Iran police
Police patrolling in in Tehran, Iran, on August 16, 2021. Police arrested Kurdish-Iranian journalist Rasoul Galehban, the publisher and the editor-in-chief of Urmiye24 Kurdish News, on April 8, 2024. (Photo: Reuters/Majid Asgaripour/WANA)

Iran arrests Kurdish editor-in-chief, Iranian cartoonist, sues several newspapers

Washington, D.C., April 19, 2024—Iranian authorities must immediately release Kurdish-Iranian journalist Rasoul Galehban and drop any charges against him, the Committee to Protect Journalists said Monday.

Galehban, the publisher and the editor-in-chief of Urmiye24 Kurdish News, was arrested by the Iran’s Cyber Police Unit in the city of Urmia, in West Azerbaijan province, on April 8, according to news reports.

According to CPJ research, the Urmiye24 website was suspended as soon as Galehban was arrested. According to news reports, Galehban was arrested after the office of Urmia’s Prosecutor General filed a lawsuit against him. CPJ was unable to determine where Galehban was being held or whether he had been formally charged.

Iranian cartoonist Atena Faraghdani was arrested violently again on April 14, according to a post by her lawyer, Mohammad Moghimi, on X, formerly known as Twitter.

According to a separate post by Moghimi, security forces arrested Faraghdani when she was trying to exhibit some of her critical cartoons publicly in the street. She was beaten in the head multiple times at the time of arrest, resulting in a nose bleed. She fainted, and later found herself in detention.

According to the report, Faraghdani is banned from publishing her cartoons or holding any exhibitions. According to her lawyer, the cartoonist was charged with “spreading propaganda against the system” and “blasphemy.”

“Iranian authorities are desperate to silence the truthful voices and now imprisoned journalist Rasoul Galehban and cartoonist Atena Faraghdani,” said CPJ Program Director Carlos Martínez de la Serna in New York  “Authorities must realize that jailing journalists and critical voices won’t help them in hiding Iran’s difficult realities, and they must immediately release Galehban, Faraghdani, and all jailed journalists.”

On April 15, the office of Tehran’s Prosecutor General filed multiple lawsuits against several newspapers, including the economic daily Jahane Sanat, the moderate state-run Etemad, and journalists Abbas Abdi, the head of the Tehran Journalists Association, and Hossein Dehbashi, a media worker, charging them with “disturbing public opinion,” according to news reports.

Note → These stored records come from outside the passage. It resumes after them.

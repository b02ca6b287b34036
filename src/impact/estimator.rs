//! Closed-form impact energy, crater size, and intensity-to-radius estimates.
//!
//! Every function here is total: invalid physical input degrades to `0.0` (or the
//! fallback radius) so drawing code can treat zero as "nothing to draw".

use std::f64::consts::PI;

use bevy::prelude::*;

use super::constants::CRATER_COLLAPSE_MULTIPLIER;
use super::constants::CRATER_SCALING_COEFFICIENT;
use super::constants::CRATER_SCALING_EXPONENT;
use super::constants::DEFAULT_TARGET_DENSITY_KG_M3;
use super::constants::INTENSITY_FALLBACK;
use super::constants::INTENSITY_RADIUS_MAX_METERS;
use super::constants::INTENSITY_RADIUS_MIN_METERS;
use super::constants::JOULES_PER_MEGATON;

/// Physical description of an impactor, as typed into the form or taken from the catalog.
#[derive(Reflect, Clone, Copy, Debug, PartialEq)]
pub struct MeteoriteParameters {
    pub diameter_meters:     f64,
    pub velocity_km_per_sec: f64,
    pub density_kg_m3:       f64,
}

impl MeteoriteParameters {
    pub const fn new(diameter_meters: f64, velocity_km_per_sec: f64, density_kg_m3: f64) -> Self {
        Self {
            diameter_meters,
            velocity_km_per_sec,
            density_kg_m3,
        }
    }

    pub const fn is_valid(&self) -> bool {
        is_positive(self.diameter_meters)
            && is_positive(self.velocity_km_per_sec)
            && is_positive(self.density_kg_m3)
    }

    pub fn estimate(&self) -> ImpactEstimate { ImpactEstimate::from_parameters(self) }
}

/// Energy and crater size derived from one set of parameters. Recomputed, never stored.
#[derive(Reflect, Clone, Copy, Debug, Default, PartialEq)]
pub struct ImpactEstimate {
    pub energy_megatons:        f64,
    pub crater_diameter_meters: f64,
}

impl ImpactEstimate {
    pub fn from_parameters(parameters: &MeteoriteParameters) -> Self {
        let energy_megatons = energy_megatons(
            parameters.diameter_meters,
            parameters.velocity_km_per_sec,
            parameters.density_kg_m3,
        );
        Self {
            energy_megatons,
            crater_diameter_meters: crater_diameter_meters(energy_megatons),
        }
    }

    pub const fn is_drawable(&self) -> bool { self.energy_megatons > 0.0 }
}

const fn is_positive(value: f64) -> bool { value.is_finite() && value > 0.0 }

pub fn sphere_volume_m3(diameter_meters: f64) -> f64 {
    let radius = diameter_meters / 2.0;
    (4.0 / 3.0) * PI * radius.powi(3)
}

pub const fn kinetic_energy_joules(mass_kg: f64, velocity_km_per_sec: f64) -> f64 {
    let velocity_m_s = velocity_km_per_sec * 1000.0;
    0.5 * mass_kg * velocity_m_s * velocity_m_s
}

/// Kinetic energy of a spherical impactor in megatons of TNT.
///
/// Returns `0.0` when any argument is zero, negative, `NaN`, or infinite.
pub fn energy_megatons(diameter_meters: f64, velocity_km_per_sec: f64, density_kg_m3: f64) -> f64 {
    if !(is_positive(diameter_meters) && is_positive(velocity_km_per_sec) && is_positive(density_kg_m3))
    {
        return 0.0;
    }

    let mass_kg = sphere_volume_m3(diameter_meters) * density_kg_m3;
    kinetic_energy_joules(mass_kg, velocity_km_per_sec) / JOULES_PER_MEGATON
}

/// Final crater diameter in a target of the default density (sedimentary rock).
pub fn crater_diameter_meters(energy_megatons: f64) -> f64 {
    crater_diameter_meters_in(energy_megatons, DEFAULT_TARGET_DENSITY_KG_M3)
}

/// Final crater diameter for a given impact energy and target density.
///
/// Transient diameter is `Cf · (E / ρ)^(1/3.4)`; the final crater applies the collapse
/// multiplier on top.
pub fn crater_diameter_meters_in(energy_megatons: f64, target_density_kg_m3: f64) -> f64 {
    if !(is_positive(energy_megatons) && is_positive(target_density_kg_m3)) {
        return 0.0;
    }

    let energy_joules = energy_megatons * JOULES_PER_MEGATON;
    let transient_diameter = CRATER_SCALING_COEFFICIENT
        * (energy_joules / target_density_kg_m3).powf(CRATER_SCALING_EXPONENT);
    transient_diameter * CRATER_COLLAPSE_MULTIPLIER
}

/// Intensity actually used for sizing: `NaN` becomes `1`, and `1` is also the floor.
pub const fn coerce_intensity(intensity: f64) -> f64 {
    if intensity.is_nan() {
        INTENSITY_FALLBACK
    } else {
        intensity.max(INTENSITY_FALLBACK)
    }
}

/// Maps an energy-like intensity onto a circle radius in meters: `500 · 10^(i/2)`, clamped.
pub fn intensity_to_radius_meters(intensity: f64) -> f64 {
    let intensity = coerce_intensity(intensity);
    let radius = INTENSITY_RADIUS_MIN_METERS * 10_f64.powf(intensity / 2.0);
    radius.clamp(INTENSITY_RADIUS_MIN_METERS, INTENSITY_RADIUS_MAX_METERS)
}

#[cfg(test)]
mod tests {
    use super::*;

    const DIAMETER: f64 = 1000.0;
    const VELOCITY: f64 = 20.0;
    const DENSITY: f64 = 3000.0;

    #[test]
    fn reference_impactor_is_about_75_megatons() {
        let energy = energy_megatons(DIAMETER, VELOCITY, DENSITY);
        assert!((energy - 75.1).abs() < 0.5, "got {energy}");
    }

    #[test]
    fn reference_volume_and_mass() {
        let volume = sphere_volume_m3(DIAMETER);
        assert!((volume - 5.236e8).abs() / 5.236e8 < 1e-3);
        let mass = volume * DENSITY;
        assert!((mass - 1.5708e12).abs() / 1.5708e12 < 1e-3);
        let joules = kinetic_energy_joules(mass, VELOCITY);
        assert!((joules - 3.1416e20).abs() / 3.1416e20 < 1e-3);
    }

    #[test]
    fn energy_increases_with_each_argument() {
        let base = energy_megatons(DIAMETER, VELOCITY, DENSITY);
        assert!(energy_megatons(DIAMETER * 1.01, VELOCITY, DENSITY) > base);
        assert!(energy_megatons(DIAMETER, VELOCITY * 1.01, DENSITY) > base);
        assert!(energy_megatons(DIAMETER, VELOCITY, DENSITY * 1.01) > base);

        let small = energy_megatons(0.5, 0.1, 1.0);
        assert!(energy_megatons(0.6, 0.1, 1.0) > small);
    }

    #[test]
    fn invalid_inputs_yield_zero_energy() {
        for energy in [
            energy_megatons(0.0, VELOCITY, DENSITY),
            energy_megatons(DIAMETER, 0.0, DENSITY),
            energy_megatons(DIAMETER, VELOCITY, 0.0),
            energy_megatons(-5.0, VELOCITY, DENSITY),
            energy_megatons(DIAMETER, f64::NAN, DENSITY),
            energy_megatons(DIAMETER, VELOCITY, f64::INFINITY),
        ] {
            assert!(energy.abs() < f64::EPSILON, "got {energy}");
        }
    }

    #[test]
    fn energy_is_deterministic() {
        let first = energy_megatons(DIAMETER, VELOCITY, DENSITY);
        let second = energy_megatons(DIAMETER, VELOCITY, DENSITY);
        assert_eq!(first.to_bits(), second.to_bits());
    }

    #[test]
    fn crater_guard_and_positivity() {
        for crater in [
            crater_diameter_meters(0.0),
            crater_diameter_meters(-1.0),
            crater_diameter_meters(f64::NAN),
            crater_diameter_meters_in(10.0, 0.0),
        ] {
            assert!(crater.abs() < f64::EPSILON, "got {crater}");
        }
        assert!(crater_diameter_meters(1e-9) > 0.0);
        assert!(crater_diameter_meters(1.0) > 0.0);
    }

    #[test]
    fn reference_crater_is_low_kilometers() {
        let crater = crater_diameter_meters(75.1);
        assert!((1000.0..=5000.0).contains(&crater), "got {crater}");
    }

    #[test]
    fn denser_targets_make_smaller_craters() {
        assert!(crater_diameter_meters_in(75.1, 2700.0) < crater_diameter_meters(75.1));
    }

    #[test]
    fn intensity_radius_is_clamped() {
        let largest = intensity_to_radius_meters(100.0);
        assert!((largest - INTENSITY_RADIUS_MAX_METERS).abs() < f64::EPSILON);
        let infinite = intensity_to_radius_meters(f64::INFINITY);
        assert!((infinite - INTENSITY_RADIUS_MAX_METERS).abs() < f64::EPSILON);
    }

    #[test]
    fn intensity_radius_coerces_bad_input() {
        let fallback = intensity_to_radius_meters(INTENSITY_FALLBACK);
        assert!((fallback - 500.0 * 10_f64.sqrt()).abs() < 1e-9);
        for intensity in [-3.0, -0.5, 0.0, 0.5, f64::NAN, f64::NEG_INFINITY] {
            let radius = intensity_to_radius_meters(intensity);
            assert!(
                (radius - fallback).abs() < f64::EPSILON,
                "intensity {intensity} gave {radius}"
            );
        }
    }

    #[test]
    fn intensity_radius_is_non_decreasing() {
        let mut previous = intensity_to_radius_meters(-20.0);
        for step in -199..=200 {
            let radius = intensity_to_radius_meters(f64::from(step) * 0.1);
            assert!(radius >= previous);
            assert!((INTENSITY_RADIUS_MIN_METERS..=INTENSITY_RADIUS_MAX_METERS).contains(&radius));
            previous = radius;
        }
    }

    #[test]
    fn estimate_bundles_energy_and_crater() {
        let estimate = MeteoriteParameters::new(DIAMETER, VELOCITY, DENSITY).estimate();
        assert!(estimate.is_drawable());
        assert!(MeteoriteParameters::new(DIAMETER, VELOCITY, DENSITY).is_valid());
        let crater = crater_diameter_meters(estimate.energy_megatons);
        assert!((estimate.crater_diameter_meters - crater).abs() < f64::EPSILON);

        let empty = MeteoriteParameters::new(0.0, VELOCITY, DENSITY).estimate();
        assert!(!empty.is_drawable());
        assert!(!MeteoriteParameters::new(0.0, VELOCITY, DENSITY).is_valid());
        assert_eq!(empty, ImpactEstimate::default());
    }
}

Dina Ghalibaf was also arrested on April 15 after reporting on social media about the sexual abuse and violent treatment of herself and other women by morality police agents, amid increased presence of compulsory hijab police forces to enforce Islamic hijab in big cities such as the capital, Tehran.

Ghalibaf, a freelance journalist who has previously worked with the Iranian Students News Agency (ISNA), was scheduled to be temporarily released on bail from Evin prison on Monday. But authorities announced to her family that a new case has opened against her questioning her claims of sexual assault.

CPJ emailed Iran’s mission to the United Nations in New York requesting comment on the above-mentioned cases but did not receive any response.